Work to be completed.
Will you return, word for word, only the lines from the top of the data below down to and including the one with "if let Some(program)"?
══ Records to process ══
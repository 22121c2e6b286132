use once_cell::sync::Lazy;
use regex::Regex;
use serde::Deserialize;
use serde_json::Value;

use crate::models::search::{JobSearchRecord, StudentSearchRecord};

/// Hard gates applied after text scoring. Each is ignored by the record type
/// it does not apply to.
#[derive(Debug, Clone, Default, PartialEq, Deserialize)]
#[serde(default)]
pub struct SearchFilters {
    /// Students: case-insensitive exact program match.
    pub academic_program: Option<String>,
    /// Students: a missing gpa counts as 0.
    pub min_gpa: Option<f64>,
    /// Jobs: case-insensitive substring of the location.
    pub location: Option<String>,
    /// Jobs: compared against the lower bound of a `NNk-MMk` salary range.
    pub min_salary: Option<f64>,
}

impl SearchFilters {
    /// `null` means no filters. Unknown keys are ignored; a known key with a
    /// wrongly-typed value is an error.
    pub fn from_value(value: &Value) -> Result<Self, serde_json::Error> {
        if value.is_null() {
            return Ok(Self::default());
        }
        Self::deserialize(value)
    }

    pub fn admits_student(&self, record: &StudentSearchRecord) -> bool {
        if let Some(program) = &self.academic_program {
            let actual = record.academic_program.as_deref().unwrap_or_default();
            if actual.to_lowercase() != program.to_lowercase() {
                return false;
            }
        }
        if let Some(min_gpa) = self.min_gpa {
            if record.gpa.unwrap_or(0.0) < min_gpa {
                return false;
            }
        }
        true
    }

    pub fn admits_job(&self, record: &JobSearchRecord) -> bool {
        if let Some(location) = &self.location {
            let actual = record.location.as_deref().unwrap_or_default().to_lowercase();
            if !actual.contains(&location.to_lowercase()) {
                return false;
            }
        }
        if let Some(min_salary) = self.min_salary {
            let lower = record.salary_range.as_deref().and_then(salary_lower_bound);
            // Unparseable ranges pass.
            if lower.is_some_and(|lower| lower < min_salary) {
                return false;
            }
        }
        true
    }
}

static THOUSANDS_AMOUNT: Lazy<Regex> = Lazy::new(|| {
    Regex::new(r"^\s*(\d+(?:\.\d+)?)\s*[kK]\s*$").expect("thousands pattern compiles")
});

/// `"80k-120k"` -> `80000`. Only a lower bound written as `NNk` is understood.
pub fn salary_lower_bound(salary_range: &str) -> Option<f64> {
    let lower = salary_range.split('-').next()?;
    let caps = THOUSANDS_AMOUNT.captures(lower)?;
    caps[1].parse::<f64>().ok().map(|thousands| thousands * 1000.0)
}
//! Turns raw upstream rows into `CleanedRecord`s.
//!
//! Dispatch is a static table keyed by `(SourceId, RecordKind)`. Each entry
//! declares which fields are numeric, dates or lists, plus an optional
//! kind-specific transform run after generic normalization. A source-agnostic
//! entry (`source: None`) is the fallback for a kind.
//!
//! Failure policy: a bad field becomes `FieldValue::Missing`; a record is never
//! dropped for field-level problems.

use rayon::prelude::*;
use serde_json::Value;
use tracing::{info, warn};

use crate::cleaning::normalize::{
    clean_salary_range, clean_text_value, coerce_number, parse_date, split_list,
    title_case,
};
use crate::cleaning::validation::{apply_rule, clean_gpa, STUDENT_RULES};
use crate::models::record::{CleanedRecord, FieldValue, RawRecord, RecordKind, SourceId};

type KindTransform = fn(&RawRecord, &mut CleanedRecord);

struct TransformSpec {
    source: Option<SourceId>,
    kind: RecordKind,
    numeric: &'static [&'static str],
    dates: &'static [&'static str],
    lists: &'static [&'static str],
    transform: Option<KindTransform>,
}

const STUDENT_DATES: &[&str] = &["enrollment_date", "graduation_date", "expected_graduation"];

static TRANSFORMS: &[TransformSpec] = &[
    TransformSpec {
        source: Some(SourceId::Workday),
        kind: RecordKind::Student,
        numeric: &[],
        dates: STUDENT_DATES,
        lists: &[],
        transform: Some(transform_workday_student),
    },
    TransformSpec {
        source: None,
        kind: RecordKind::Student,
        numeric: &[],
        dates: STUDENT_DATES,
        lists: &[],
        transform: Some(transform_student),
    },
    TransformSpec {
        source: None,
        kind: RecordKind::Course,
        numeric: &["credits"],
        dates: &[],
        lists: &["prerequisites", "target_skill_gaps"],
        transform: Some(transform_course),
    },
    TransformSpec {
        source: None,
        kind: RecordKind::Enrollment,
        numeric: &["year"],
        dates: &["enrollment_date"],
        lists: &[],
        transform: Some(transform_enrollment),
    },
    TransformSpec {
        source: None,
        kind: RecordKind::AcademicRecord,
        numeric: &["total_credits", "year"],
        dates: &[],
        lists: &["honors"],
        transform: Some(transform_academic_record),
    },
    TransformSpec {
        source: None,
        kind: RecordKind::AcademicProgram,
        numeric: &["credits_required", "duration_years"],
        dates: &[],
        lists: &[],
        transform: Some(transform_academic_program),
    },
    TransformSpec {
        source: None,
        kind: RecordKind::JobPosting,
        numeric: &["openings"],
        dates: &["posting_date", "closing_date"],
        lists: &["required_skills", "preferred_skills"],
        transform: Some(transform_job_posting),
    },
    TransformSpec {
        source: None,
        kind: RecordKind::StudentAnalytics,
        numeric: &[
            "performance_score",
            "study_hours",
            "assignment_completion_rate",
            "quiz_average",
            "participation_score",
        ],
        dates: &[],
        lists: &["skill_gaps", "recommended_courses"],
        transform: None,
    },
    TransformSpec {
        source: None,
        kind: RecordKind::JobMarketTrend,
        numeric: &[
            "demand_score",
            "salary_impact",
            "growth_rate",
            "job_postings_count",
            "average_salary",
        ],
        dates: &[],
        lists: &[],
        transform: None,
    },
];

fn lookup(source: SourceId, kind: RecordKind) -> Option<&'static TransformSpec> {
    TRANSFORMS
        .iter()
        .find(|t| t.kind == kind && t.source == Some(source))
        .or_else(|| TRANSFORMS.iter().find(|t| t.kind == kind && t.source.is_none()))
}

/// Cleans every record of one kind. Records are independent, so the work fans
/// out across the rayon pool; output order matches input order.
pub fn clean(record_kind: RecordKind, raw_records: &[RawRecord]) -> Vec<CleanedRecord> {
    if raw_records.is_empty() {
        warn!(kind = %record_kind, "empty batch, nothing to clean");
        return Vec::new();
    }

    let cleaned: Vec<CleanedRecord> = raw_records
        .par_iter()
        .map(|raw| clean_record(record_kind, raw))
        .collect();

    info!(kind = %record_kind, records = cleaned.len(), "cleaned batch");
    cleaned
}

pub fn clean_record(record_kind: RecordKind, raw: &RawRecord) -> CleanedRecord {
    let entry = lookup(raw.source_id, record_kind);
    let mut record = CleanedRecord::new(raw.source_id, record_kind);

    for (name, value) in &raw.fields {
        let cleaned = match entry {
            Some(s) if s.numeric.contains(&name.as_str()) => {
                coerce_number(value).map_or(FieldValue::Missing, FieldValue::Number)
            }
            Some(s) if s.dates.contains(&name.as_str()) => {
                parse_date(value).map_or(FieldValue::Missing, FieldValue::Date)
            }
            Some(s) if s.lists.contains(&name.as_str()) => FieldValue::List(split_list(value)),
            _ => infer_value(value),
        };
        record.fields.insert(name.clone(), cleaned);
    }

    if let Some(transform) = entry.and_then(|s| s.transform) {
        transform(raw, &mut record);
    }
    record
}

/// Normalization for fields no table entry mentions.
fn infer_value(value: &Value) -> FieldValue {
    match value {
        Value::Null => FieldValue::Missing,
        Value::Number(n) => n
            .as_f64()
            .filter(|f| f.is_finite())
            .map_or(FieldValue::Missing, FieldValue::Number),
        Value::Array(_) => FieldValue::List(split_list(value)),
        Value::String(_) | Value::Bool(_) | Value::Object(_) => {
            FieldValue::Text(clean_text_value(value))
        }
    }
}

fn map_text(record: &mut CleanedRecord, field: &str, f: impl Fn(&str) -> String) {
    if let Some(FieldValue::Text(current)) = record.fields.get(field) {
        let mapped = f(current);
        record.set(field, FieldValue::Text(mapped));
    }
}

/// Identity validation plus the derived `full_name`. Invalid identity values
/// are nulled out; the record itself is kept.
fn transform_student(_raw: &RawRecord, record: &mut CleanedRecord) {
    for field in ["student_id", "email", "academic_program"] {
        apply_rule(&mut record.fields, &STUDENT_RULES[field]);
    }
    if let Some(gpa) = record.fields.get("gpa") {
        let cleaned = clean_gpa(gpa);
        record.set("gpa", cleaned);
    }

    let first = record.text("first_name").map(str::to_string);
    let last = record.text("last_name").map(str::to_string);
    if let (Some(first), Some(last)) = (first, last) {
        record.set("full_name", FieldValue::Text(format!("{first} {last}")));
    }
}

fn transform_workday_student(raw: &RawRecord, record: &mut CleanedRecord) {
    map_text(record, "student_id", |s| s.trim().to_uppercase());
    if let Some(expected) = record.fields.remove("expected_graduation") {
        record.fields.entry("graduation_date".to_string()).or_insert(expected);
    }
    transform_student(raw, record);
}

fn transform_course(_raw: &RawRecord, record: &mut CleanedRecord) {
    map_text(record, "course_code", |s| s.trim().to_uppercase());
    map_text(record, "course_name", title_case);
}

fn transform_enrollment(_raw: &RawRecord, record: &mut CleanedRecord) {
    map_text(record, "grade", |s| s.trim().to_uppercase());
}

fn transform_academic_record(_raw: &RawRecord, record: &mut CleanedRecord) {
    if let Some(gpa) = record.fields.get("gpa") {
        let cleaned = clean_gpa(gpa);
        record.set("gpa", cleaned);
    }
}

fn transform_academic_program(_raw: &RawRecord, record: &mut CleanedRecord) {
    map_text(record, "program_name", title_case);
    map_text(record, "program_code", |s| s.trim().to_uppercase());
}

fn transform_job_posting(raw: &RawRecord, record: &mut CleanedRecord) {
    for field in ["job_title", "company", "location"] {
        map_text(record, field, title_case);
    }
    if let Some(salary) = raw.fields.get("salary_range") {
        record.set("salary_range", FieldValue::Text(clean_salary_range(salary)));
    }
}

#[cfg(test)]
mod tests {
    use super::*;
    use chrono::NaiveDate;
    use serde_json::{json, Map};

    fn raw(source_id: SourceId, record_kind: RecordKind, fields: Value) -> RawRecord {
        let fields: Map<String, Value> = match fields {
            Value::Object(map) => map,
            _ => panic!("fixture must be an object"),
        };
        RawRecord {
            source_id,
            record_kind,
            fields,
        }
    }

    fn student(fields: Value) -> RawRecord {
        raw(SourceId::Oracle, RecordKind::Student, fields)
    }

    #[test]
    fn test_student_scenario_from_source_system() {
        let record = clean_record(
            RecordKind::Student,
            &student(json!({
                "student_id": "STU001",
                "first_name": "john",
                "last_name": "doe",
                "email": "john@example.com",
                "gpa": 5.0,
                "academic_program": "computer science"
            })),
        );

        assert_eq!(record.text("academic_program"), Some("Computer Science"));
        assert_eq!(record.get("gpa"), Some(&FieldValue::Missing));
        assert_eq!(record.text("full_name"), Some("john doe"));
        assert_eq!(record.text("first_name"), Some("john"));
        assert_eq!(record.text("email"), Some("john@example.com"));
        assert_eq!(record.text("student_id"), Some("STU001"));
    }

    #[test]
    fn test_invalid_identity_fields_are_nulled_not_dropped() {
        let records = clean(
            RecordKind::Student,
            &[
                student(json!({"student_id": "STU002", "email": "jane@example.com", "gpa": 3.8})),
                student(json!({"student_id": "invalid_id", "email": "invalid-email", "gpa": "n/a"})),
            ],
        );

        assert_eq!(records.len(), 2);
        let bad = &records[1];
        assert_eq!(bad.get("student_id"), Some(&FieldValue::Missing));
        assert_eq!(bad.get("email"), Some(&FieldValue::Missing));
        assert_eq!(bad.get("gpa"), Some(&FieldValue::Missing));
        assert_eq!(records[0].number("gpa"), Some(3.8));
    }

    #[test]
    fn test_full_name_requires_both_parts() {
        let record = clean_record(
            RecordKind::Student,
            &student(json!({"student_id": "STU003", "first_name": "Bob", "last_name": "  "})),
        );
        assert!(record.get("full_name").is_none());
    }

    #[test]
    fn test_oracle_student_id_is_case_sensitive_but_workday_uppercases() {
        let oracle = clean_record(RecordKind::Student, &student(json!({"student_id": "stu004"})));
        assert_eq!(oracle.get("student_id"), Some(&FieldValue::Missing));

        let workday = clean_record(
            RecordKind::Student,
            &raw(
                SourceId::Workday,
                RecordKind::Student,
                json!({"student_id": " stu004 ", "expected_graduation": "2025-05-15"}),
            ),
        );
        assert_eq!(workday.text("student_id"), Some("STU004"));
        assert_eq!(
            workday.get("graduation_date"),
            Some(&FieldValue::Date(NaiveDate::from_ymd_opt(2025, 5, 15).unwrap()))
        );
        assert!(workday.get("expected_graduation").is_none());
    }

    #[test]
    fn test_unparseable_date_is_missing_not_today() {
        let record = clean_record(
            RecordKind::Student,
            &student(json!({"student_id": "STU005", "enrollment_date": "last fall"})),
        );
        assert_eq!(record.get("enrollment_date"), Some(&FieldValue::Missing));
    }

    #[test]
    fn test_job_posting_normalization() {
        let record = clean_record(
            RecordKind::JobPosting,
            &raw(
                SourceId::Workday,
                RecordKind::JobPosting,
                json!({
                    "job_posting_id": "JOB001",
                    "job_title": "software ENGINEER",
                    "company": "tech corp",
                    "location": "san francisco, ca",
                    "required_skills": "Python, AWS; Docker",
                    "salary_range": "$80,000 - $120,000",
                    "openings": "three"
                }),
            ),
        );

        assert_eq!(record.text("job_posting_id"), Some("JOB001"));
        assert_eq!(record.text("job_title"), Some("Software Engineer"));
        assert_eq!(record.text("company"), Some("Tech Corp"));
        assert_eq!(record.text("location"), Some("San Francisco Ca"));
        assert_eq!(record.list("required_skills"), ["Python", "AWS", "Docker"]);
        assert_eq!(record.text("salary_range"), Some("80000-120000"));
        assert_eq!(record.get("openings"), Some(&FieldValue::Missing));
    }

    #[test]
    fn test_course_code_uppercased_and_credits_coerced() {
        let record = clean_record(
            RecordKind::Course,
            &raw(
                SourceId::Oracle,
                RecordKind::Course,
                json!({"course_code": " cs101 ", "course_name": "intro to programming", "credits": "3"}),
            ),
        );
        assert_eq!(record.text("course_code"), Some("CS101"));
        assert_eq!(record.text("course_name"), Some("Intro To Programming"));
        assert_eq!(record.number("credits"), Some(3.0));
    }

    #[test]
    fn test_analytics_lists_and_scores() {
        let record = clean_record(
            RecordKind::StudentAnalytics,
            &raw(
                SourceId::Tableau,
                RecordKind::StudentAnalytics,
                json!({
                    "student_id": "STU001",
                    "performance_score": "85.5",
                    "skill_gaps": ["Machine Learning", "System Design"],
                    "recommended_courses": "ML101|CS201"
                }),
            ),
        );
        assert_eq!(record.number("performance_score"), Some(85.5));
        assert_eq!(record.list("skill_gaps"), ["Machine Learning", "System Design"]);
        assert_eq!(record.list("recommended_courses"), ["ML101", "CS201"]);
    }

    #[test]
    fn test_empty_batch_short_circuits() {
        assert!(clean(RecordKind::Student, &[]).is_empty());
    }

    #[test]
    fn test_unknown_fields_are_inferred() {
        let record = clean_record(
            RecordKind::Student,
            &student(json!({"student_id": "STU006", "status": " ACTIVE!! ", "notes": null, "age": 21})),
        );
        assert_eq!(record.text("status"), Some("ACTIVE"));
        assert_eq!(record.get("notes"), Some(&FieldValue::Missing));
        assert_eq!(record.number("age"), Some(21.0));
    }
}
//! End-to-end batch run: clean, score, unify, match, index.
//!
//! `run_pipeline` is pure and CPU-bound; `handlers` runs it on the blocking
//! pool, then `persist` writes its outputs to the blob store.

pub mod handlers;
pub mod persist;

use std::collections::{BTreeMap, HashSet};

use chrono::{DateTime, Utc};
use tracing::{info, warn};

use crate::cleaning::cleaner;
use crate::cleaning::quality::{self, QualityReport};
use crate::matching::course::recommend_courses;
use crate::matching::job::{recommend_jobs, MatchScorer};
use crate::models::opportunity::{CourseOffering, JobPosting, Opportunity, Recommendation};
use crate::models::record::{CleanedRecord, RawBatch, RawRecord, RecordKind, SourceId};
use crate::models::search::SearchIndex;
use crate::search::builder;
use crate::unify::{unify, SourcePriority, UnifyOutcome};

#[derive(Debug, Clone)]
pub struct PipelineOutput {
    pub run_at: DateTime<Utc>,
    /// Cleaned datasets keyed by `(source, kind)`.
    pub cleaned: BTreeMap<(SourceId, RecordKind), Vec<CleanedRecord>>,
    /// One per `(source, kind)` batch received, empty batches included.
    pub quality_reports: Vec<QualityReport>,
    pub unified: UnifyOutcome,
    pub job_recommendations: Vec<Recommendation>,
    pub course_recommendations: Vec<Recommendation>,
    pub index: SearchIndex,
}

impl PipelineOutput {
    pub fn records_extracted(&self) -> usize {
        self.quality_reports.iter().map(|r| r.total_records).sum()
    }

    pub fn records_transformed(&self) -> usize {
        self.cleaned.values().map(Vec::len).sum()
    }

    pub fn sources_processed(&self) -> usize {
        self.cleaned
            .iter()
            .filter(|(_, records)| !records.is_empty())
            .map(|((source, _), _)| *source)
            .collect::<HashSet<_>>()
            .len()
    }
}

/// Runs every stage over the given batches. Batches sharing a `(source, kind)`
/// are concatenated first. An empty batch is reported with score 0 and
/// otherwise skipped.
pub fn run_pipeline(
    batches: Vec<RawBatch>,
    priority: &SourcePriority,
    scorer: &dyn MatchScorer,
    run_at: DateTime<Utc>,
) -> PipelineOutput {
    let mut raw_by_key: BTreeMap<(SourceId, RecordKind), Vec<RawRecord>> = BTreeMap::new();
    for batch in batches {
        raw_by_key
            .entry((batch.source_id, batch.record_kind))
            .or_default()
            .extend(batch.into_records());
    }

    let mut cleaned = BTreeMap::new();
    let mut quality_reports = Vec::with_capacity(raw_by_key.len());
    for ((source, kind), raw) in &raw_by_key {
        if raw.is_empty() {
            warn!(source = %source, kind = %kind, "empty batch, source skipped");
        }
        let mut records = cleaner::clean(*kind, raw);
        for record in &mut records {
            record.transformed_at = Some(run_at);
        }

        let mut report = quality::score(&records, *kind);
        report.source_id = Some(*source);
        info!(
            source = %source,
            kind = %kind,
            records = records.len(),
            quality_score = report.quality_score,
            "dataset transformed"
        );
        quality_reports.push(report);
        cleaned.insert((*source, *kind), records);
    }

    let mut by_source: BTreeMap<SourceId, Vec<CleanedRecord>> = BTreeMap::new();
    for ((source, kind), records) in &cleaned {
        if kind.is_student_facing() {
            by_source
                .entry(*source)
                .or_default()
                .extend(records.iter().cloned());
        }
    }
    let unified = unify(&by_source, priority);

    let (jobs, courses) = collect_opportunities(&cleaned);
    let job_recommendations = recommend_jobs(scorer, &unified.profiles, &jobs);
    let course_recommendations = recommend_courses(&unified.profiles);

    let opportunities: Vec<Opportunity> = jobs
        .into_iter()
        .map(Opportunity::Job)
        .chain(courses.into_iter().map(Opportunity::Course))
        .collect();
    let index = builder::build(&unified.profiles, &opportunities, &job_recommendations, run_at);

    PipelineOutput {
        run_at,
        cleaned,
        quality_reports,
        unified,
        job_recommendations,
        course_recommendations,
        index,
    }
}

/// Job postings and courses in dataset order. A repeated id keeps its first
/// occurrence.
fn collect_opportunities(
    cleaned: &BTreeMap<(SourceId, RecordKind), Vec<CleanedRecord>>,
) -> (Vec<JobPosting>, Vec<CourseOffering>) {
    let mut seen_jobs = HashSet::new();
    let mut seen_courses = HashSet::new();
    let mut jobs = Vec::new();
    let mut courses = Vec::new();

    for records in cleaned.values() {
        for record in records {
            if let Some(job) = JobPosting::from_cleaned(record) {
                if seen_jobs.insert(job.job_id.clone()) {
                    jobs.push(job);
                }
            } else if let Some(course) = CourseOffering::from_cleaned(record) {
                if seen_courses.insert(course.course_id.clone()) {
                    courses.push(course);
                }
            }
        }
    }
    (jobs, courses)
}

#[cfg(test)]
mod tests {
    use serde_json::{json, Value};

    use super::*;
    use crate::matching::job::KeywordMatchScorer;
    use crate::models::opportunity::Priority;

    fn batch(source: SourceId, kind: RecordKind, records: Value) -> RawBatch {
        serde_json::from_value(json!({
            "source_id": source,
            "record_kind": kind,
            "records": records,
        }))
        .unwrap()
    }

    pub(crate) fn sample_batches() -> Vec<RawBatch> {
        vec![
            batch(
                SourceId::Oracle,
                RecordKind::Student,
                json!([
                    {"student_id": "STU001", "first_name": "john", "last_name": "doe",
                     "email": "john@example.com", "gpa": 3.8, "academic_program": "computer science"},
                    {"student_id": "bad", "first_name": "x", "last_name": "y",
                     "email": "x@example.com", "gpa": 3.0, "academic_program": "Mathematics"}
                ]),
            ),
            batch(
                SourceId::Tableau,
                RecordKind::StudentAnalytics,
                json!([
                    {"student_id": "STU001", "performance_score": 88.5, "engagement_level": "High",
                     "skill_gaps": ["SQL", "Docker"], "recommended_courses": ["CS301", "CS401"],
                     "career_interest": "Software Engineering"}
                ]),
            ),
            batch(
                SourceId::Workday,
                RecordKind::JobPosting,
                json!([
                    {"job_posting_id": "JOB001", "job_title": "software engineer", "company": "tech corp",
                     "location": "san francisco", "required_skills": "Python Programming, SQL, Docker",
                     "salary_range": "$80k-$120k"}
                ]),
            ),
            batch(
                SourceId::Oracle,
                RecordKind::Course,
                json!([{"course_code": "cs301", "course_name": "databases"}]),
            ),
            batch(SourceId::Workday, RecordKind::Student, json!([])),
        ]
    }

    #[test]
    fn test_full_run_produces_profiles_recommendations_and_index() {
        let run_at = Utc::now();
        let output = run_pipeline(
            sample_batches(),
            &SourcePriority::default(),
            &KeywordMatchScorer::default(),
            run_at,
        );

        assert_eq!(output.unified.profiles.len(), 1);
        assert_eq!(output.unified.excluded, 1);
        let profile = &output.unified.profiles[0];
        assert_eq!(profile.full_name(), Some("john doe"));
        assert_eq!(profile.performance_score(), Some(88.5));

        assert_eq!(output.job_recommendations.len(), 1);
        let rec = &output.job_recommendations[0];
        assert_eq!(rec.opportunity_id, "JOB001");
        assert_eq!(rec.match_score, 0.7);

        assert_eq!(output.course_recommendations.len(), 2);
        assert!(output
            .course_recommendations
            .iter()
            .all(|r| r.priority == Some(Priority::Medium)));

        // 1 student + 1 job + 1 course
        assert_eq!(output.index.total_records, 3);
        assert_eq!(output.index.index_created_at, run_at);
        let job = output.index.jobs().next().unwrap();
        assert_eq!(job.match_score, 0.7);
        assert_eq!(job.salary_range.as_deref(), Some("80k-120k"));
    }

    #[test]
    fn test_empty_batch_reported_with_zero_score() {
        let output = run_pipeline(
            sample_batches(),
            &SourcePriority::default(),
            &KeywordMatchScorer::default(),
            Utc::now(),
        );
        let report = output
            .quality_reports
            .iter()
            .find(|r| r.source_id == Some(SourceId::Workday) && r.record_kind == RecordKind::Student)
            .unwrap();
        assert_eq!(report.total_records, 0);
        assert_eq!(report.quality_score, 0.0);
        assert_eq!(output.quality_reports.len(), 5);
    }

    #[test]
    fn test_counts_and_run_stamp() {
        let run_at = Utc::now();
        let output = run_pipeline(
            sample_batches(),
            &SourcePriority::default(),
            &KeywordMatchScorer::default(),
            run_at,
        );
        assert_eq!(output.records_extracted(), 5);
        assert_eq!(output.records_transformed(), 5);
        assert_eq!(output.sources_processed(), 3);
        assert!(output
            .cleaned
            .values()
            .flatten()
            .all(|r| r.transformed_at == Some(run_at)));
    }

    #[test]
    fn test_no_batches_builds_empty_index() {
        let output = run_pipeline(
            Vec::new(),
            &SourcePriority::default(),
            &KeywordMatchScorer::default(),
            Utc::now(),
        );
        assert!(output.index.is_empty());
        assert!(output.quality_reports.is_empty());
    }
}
═══
Written solution.
repository 22121c2e6b286132
use once_cell::sync::Lazy;
use regex::Regex;
use serde::Deserialize;
use serde_json::Value;

use crate::models::search::{JobSearchRecord, StudentSearchRecord};

/// Hard gates applied after text scoring. Each is ignored by the record type
/// it does not apply to.
#[derive(Debug, Clone, Default, PartialEq, Deserialize)]
#[serde(default)]
pub struct SearchFilters {
    /// Students: case-insensitive exact program match.
    pub academic_program: Option<String>,
    /// Students: a missing gpa counts as 0.
    pub min_gpa: Option<f64>,
    /// Jobs: case-insensitive substring of the location.
    pub location: Option<String>,
    /// Jobs: compared against the lower bound of a `NNk-MMk` salary range.
    pub min_salary: Option<f64>,
}

impl SearchFilters {
    /// `null` means no filters. Unknown keys are ignored; a known key with a
    /// wrongly-typed value is an error.
    pub fn from_value(value: &Value) -> Result<Self, serde_json::Error> {
        if value.is_null() {
            return Ok(Self::default());
        }
        Self::deserialize(value)
    }

    pub fn admits_student(&self, record: &StudentSearchRecord) -> bool {
        if let Some(program) = &self.academic_program {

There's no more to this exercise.